Other structures might include any combination of the private sector financing, operating, maintaining, designing, and building the project.

Puerto Rico’s toll roads and airport P3s have a higher degree of private sector involvement as they are long-term leases. The only other long-term leases in the U.S., according to the FHWA, are the Chicago Skyway and the Indiana Toll Road.

One of the reasons for a lack of P3s in the U.S. is poor communication about how these deals work, according to Agrawal.

“I think we, as investors, as well as governments haven’t done a great job in communicating that P3s are not a zero-sum game. There’s a lot of value that’s created if executed and done well,” Agrawal said.

He said that, according to a study done by the Council of State Legislators, there could be as much as 40% in cost savings over the lifetime of a P3.

The challenge, Agrawal said, is that the market for P3s is relatively new in the U.S., while in other countries, they are very well established. In Europe, for example, there have been 1,400 P3s in the last 20 years.

“In the U.S. it’s been very sporadic. We’ve seen it been done very successfully — what [Batlle] has done — and we’ve seen it been done very unsuccessfully,” he said. “When you do 1,400 over 20 years, you get to a pattern and recognition and the public gets comfortable with it.”

In Canada, over 100 P3 projects have been completed or are under construction since the 1990s, according to the Canadian Council for Public-Private Partnerships. The United Kingdom, according to data compiled by its Treasury, has 717 projects under its private finance initiative, a program started in 1992.
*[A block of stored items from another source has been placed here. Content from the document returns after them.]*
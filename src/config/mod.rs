pub mod catalog;

#[cfg(feature = "cli")]
use clap::{Parser, ValueEnum};
use serde::{Deserialize, Serialize};

#[derive(Debug, Clone, Copy, Default, PartialEq, Eq, Serialize, Deserialize)]
#[cfg_attr(feature = "cli", derive(ValueEnum))]
#[serde(rename_all = "lowercase")]
pub enum OutputFormat {
    #[default]
    Text,
    Json,
    Csv,
}

#[cfg(feature = "cli")]
#[derive(Debug, Clone, Parser)]
#[command(name = "plan-pricing")]
#[command(about = "Price subscription plans from a TOML catalog")]
pub struct CliConfig {
    /// Path to the TOML catalog
    #[arg(short, long, default_value = "pricing-catalog.toml")]
    pub catalog: String,

    /// Plan to price (all plans when omitted)
    #[arg(short, long)]
    pub plan: Option<String>,

    /// Currency code (every supported currency when omitted)
    #[arg(long)]
    pub currency: Option<String>,

    /// Discount code presented by the session, overrides the catalog
    #[arg(long, conflicts_with = "no_session")]
    pub discount_code: Option<String>,

    /// Price without any discount code source
    #[arg(long)]
    pub no_session: bool,

    #[arg(short, long, value_enum, default_value_t = OutputFormat::Text)]
    pub format: OutputFormat,

    #[arg(short, long, help = "Enable verbose output")]
    pub verbose: bool,
}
Puerto Rico has looked to successful P3 projects in other countries — like Canada’s Sea-to-Sky Highway in British Columbia — as models for its own projects.

“We do not want to deliver a toll road with a structure that has not been applied around the world. You need to apply what has worked,” Álvarez said.

Some reasons for why most U.S. governments have not pursued P3s are because they add complexities and they also mean giving up revenues, according to Rob Williams, director of income planning for the Schwab Center for Financial Research.

“Governments in the U.S. are more used to providing those services on their own, especially in mature communities, so — other than operating an existing facility — there may not be as much incentive to turn over that responsibility,” Williams said.

Fewer than half of the states in the U.S. have enacted legislation that enables the use of various P3 approaches. Pennsylvania’s Gov. Tom Corbett most recently signed a bill establishing framework for P3s in July.

Maine, Vermont, New Hampshire, New York and New Jersey are some of the states that have not enacted legislation.

“If we see a continuation of a very problematic or difficult economy, you may see more governments going to some sort of P3 to try to reduce costs and as a one-time means of supporting revenue,” Williams said.

For any governments looking into P3 programs, Batlle’s advice is: don’t start with a complex project or something too big to handle.

“Start small, but think big,” he said. “When you start getting investor confidence and market confidence, then you can build your program out.”